EXERCISE REQUIREMENTS:
Could you set down exactly the lines of the data below, starting at the one that holds "filename src/units.rs" and ending at the one that holds "curve's x axis.", both included, and only those?

-----

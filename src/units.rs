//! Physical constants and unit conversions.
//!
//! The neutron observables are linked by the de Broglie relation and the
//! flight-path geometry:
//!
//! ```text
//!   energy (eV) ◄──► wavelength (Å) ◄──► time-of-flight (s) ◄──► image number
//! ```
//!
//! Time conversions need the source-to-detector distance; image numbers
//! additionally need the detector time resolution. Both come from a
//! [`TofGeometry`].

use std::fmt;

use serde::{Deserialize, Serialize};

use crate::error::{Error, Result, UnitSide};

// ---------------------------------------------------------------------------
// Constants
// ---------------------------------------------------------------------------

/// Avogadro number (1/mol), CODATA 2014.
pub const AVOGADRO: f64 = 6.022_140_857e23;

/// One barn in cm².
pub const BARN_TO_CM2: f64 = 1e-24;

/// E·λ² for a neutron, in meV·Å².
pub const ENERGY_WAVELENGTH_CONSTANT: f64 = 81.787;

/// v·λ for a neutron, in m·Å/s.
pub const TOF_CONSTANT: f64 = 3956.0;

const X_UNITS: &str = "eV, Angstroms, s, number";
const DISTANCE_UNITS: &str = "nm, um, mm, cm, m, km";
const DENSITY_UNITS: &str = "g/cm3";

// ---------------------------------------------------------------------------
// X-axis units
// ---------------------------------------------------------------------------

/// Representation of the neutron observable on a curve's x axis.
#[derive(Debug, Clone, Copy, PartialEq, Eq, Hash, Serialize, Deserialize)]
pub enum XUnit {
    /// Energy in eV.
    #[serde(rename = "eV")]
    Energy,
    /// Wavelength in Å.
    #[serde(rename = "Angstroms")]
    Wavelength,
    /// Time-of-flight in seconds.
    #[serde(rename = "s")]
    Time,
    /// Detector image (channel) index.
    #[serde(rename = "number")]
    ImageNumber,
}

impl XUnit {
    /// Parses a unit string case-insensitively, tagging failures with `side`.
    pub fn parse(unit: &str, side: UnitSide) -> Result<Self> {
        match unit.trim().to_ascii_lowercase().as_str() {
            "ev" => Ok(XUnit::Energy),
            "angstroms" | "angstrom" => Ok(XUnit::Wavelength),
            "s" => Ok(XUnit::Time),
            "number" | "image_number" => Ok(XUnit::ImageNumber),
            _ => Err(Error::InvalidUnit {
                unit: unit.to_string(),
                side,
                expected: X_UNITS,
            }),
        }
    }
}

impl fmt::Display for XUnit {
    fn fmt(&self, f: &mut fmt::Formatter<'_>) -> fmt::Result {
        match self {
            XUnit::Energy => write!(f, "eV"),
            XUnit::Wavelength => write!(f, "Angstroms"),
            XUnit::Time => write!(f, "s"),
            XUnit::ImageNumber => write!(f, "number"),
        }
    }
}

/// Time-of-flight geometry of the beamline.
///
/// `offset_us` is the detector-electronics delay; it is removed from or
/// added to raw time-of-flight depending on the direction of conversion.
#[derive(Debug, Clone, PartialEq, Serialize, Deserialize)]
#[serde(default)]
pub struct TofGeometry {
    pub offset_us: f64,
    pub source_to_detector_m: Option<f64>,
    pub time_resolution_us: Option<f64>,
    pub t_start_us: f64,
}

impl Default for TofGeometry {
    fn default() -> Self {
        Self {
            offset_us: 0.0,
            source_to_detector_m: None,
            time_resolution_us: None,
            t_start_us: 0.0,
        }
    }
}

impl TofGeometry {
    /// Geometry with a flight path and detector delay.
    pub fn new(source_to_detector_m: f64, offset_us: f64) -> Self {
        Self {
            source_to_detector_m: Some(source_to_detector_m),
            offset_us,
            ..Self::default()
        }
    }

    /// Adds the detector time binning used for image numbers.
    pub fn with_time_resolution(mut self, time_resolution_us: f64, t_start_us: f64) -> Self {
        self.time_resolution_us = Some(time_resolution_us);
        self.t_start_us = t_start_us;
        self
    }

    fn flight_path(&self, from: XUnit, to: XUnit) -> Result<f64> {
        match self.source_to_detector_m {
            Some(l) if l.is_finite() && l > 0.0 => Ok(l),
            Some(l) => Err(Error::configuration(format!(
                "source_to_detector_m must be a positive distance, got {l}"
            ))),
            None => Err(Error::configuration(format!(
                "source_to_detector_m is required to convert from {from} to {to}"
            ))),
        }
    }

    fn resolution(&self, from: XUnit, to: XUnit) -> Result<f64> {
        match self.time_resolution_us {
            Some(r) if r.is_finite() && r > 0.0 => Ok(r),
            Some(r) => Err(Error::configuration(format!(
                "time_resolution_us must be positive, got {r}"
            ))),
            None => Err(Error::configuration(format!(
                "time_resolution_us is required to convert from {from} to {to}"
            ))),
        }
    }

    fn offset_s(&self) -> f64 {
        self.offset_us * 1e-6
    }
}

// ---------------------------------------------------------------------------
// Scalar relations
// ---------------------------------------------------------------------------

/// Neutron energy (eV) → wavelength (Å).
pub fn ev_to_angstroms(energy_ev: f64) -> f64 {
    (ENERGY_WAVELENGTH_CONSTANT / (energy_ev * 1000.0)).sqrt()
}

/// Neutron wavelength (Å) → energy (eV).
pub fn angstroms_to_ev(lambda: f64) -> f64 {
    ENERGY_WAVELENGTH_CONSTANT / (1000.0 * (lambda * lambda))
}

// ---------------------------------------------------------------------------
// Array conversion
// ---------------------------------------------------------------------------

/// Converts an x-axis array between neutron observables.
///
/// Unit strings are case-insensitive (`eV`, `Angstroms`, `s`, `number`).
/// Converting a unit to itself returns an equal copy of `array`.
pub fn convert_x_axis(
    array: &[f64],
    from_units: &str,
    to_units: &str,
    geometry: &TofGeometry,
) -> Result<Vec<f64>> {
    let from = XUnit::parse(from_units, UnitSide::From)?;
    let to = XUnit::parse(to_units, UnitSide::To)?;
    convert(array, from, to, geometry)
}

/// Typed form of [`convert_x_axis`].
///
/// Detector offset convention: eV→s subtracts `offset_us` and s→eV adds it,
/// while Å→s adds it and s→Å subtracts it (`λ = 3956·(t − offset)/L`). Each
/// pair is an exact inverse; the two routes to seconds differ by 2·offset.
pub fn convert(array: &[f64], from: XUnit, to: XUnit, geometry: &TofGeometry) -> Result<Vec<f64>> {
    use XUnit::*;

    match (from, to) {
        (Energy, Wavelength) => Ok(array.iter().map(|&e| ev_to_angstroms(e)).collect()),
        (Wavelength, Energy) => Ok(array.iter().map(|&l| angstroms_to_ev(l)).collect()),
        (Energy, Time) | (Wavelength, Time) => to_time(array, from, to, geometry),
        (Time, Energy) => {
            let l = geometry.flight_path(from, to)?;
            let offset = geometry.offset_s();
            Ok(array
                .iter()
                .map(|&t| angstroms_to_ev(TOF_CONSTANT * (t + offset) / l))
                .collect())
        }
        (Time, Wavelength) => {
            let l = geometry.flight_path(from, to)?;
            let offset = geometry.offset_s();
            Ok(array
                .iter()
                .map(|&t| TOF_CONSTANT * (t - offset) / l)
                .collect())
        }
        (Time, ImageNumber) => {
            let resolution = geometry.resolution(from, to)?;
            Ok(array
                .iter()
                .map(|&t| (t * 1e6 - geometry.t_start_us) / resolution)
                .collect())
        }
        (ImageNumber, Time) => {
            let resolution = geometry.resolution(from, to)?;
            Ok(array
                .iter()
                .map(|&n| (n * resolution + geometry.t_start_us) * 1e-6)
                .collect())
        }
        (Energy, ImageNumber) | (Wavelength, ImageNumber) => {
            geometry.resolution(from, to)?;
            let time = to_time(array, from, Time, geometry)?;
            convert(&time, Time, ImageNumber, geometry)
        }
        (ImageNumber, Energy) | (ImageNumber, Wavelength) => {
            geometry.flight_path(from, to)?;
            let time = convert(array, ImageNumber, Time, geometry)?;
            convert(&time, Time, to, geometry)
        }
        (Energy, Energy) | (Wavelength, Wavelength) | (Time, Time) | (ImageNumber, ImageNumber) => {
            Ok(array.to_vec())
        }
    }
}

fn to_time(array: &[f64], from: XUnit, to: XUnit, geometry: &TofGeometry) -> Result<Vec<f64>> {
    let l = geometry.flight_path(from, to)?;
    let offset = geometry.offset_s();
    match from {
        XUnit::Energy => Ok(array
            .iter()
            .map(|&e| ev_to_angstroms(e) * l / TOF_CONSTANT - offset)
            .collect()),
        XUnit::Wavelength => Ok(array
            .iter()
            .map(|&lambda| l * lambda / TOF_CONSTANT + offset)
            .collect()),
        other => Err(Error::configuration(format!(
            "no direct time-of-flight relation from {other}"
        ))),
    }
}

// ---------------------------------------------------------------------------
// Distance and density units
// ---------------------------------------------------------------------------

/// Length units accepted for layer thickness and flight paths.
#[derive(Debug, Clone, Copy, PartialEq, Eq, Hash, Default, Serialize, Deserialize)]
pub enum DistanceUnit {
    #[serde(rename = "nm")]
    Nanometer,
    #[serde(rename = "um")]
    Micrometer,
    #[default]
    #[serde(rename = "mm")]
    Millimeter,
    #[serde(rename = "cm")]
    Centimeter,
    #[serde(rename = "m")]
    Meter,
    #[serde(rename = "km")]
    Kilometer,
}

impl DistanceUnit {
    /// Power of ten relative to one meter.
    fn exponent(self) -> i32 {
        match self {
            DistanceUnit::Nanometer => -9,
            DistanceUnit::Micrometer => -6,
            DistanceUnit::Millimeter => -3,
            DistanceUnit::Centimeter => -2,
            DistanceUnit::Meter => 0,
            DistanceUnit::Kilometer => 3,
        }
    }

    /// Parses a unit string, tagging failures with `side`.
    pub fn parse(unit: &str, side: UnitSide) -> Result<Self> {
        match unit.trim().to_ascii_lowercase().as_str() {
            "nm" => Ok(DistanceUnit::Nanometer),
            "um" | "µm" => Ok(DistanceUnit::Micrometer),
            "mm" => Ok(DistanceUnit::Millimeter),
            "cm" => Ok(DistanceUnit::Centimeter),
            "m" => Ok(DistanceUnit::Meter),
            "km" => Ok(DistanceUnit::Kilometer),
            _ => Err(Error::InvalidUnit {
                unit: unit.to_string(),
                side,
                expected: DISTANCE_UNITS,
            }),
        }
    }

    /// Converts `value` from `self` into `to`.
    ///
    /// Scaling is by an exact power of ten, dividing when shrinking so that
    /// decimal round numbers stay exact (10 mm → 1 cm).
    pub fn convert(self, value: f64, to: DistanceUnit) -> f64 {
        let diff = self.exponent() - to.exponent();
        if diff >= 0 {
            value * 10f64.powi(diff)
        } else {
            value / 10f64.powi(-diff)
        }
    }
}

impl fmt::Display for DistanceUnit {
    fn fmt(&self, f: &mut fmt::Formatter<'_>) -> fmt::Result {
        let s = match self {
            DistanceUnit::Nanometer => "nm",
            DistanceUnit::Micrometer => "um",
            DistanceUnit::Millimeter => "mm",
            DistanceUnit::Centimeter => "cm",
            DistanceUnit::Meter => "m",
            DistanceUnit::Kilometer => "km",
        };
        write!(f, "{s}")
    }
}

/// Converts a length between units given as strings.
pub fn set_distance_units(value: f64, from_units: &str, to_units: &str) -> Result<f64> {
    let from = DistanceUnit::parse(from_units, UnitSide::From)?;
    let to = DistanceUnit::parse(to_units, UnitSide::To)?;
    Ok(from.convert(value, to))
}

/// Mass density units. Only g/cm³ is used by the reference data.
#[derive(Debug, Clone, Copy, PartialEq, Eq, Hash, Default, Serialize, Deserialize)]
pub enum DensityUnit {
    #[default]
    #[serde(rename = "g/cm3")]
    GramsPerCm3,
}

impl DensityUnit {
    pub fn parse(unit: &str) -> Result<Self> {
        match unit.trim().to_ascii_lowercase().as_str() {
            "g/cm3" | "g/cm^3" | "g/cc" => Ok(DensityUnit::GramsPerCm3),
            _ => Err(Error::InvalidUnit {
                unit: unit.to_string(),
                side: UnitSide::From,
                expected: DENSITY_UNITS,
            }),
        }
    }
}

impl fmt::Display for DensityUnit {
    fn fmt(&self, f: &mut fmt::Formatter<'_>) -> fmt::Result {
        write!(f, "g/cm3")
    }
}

-----

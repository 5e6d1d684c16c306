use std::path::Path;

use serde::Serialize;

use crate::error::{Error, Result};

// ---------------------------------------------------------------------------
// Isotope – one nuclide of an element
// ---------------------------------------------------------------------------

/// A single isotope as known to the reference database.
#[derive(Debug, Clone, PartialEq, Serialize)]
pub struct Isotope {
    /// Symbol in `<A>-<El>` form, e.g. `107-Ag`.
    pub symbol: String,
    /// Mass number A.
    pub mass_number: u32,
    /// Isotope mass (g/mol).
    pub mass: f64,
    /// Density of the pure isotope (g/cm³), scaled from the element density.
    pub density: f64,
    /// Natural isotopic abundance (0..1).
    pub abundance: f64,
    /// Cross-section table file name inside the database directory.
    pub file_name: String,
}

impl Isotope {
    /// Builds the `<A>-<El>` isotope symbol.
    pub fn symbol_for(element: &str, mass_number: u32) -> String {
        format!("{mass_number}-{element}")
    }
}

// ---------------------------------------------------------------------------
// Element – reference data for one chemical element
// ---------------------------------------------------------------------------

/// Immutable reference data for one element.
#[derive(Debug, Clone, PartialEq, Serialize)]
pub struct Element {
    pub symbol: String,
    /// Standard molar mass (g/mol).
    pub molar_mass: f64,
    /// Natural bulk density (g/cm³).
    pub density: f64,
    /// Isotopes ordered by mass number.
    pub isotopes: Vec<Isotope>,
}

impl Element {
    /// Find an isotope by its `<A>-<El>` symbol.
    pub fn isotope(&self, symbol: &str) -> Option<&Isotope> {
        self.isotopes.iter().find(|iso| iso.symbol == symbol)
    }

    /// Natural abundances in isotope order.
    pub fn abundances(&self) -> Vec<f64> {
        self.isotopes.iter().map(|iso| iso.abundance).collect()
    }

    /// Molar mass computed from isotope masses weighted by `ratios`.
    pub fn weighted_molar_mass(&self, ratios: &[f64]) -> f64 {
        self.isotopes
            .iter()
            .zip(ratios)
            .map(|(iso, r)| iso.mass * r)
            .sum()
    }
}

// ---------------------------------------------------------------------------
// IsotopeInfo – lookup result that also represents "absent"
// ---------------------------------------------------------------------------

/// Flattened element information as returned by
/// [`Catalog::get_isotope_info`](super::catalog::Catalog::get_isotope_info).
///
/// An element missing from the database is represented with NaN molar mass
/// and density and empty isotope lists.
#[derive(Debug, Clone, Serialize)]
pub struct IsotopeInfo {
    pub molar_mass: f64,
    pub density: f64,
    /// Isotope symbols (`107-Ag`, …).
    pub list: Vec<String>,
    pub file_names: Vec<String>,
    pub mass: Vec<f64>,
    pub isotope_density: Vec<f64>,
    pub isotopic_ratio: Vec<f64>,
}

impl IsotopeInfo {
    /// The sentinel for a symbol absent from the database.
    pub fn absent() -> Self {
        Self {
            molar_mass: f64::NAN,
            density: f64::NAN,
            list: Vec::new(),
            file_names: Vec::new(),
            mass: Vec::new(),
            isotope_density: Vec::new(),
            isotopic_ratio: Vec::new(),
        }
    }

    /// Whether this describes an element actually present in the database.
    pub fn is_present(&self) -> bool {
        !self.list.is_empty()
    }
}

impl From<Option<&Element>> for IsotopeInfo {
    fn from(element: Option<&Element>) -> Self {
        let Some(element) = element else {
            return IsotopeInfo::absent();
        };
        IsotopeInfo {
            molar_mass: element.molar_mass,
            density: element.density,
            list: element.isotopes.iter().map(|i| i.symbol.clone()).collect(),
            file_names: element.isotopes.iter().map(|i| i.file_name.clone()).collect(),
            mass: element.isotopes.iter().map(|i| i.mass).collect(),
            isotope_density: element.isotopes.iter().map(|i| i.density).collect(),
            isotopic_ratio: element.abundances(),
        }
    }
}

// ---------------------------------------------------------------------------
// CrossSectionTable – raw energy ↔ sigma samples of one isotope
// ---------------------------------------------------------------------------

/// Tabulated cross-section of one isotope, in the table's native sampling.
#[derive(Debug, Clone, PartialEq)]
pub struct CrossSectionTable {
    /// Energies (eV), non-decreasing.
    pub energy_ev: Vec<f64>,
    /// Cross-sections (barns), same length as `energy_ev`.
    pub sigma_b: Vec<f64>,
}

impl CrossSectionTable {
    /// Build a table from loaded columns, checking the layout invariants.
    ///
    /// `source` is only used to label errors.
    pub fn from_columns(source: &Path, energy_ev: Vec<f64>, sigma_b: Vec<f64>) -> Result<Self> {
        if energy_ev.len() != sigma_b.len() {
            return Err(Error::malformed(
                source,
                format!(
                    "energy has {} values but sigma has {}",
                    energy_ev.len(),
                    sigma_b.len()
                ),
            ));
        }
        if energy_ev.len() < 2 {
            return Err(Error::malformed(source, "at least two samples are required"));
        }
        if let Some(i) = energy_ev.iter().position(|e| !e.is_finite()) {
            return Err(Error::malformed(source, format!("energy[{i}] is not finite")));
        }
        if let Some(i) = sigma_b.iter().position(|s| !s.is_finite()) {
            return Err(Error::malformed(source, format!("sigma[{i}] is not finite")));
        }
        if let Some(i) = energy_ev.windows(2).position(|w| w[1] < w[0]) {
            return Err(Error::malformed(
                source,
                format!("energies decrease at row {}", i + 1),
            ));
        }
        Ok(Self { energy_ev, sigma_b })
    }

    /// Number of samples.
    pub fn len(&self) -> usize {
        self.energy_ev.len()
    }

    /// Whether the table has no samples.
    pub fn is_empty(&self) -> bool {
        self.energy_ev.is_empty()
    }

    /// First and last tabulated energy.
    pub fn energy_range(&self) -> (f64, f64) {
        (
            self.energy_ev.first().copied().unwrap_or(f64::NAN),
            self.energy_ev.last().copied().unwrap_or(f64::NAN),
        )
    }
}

-----

WRITTEN ANSWER:
filename src/units.rs
//! Physical constants and unit conversions.
//!
//! The neutron observables are linked by the de Broglie relation and the
//! flight-path geometry:
//!
//! ```text
//!   energy (eV) ◄──► wavelength (Å) ◄──► time-of-flight (s) ◄──► image number
//! ```
//!
//! Time conversions need the source-to-detector distance; image numbers
//! additionally need the detector time resolution. Both come from a
//! [`TofGeometry`].

use std::fmt;

use serde::{Deserialize, Serialize};

use crate::error::{Error, Result, UnitSide};

// ---------------------------------------------------------------------------
// Constants
// ---------------------------------------------------------------------------

/// Avogadro number (1/mol), CODATA 2014.
pub const AVOGADRO: f64 = 6.022_140_857e23;

/// One barn in cm².
pub const BARN_TO_CM2: f64 = 1e-24;

/// E·λ² for a neutron, in meV·Å².
pub const ENERGY_WAVELENGTH_CONSTANT: f64 = 81.787;

/// v·λ for a neutron, in m·Å/s.
pub const TOF_CONSTANT: f64 = 3956.0;

const X_UNITS: &str = "eV, Angstroms, s, number";
const DISTANCE_UNITS: &str = "nm, um, mm, cm, m, km";
const DENSITY_UNITS: &str = "g/cm3";

// ---------------------------------------------------------------------------
// X-axis units
// ---------------------------------------------------------------------------

/// Representation of the neutron observable on a curve's x axis.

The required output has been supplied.